WORK ORDER: For the string "CommentAuthor", find every matching line in the records and copy it.
*** Begin section ***
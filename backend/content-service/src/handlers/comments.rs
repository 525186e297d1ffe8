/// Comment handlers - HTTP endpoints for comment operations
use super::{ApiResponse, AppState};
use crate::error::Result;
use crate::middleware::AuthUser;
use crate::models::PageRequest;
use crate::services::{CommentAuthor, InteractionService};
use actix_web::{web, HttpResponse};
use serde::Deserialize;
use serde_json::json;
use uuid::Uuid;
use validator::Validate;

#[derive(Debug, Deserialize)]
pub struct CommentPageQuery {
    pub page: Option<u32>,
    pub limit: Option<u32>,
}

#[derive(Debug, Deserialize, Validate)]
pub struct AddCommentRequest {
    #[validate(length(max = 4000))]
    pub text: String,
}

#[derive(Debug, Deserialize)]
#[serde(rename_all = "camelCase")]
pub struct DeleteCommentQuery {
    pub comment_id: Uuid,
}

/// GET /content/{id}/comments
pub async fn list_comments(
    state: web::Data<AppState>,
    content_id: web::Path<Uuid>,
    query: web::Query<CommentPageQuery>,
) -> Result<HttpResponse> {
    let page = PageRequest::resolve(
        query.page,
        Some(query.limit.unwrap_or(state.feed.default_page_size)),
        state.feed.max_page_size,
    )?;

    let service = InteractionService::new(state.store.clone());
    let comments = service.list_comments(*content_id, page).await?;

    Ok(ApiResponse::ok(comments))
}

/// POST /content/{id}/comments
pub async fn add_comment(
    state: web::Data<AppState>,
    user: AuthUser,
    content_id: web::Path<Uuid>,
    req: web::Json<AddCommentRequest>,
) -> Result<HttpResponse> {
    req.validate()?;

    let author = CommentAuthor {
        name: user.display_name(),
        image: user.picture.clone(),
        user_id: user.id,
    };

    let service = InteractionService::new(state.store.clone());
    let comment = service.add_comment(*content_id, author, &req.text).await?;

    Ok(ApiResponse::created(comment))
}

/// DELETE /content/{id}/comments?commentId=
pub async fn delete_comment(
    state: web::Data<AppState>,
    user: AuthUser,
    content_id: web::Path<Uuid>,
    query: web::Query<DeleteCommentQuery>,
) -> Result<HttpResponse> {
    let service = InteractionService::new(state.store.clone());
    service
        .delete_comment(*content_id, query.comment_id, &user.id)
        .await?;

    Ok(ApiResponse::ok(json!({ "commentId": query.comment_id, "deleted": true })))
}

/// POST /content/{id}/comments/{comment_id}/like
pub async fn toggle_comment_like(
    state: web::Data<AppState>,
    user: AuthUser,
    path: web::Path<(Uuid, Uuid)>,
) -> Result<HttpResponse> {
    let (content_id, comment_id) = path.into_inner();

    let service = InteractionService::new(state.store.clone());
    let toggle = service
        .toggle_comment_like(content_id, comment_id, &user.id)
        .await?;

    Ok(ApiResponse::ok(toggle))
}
*** End section ***
RESULT:
use crate::services::{CommentAuthor, InteractionService};
    let author = CommentAuthor {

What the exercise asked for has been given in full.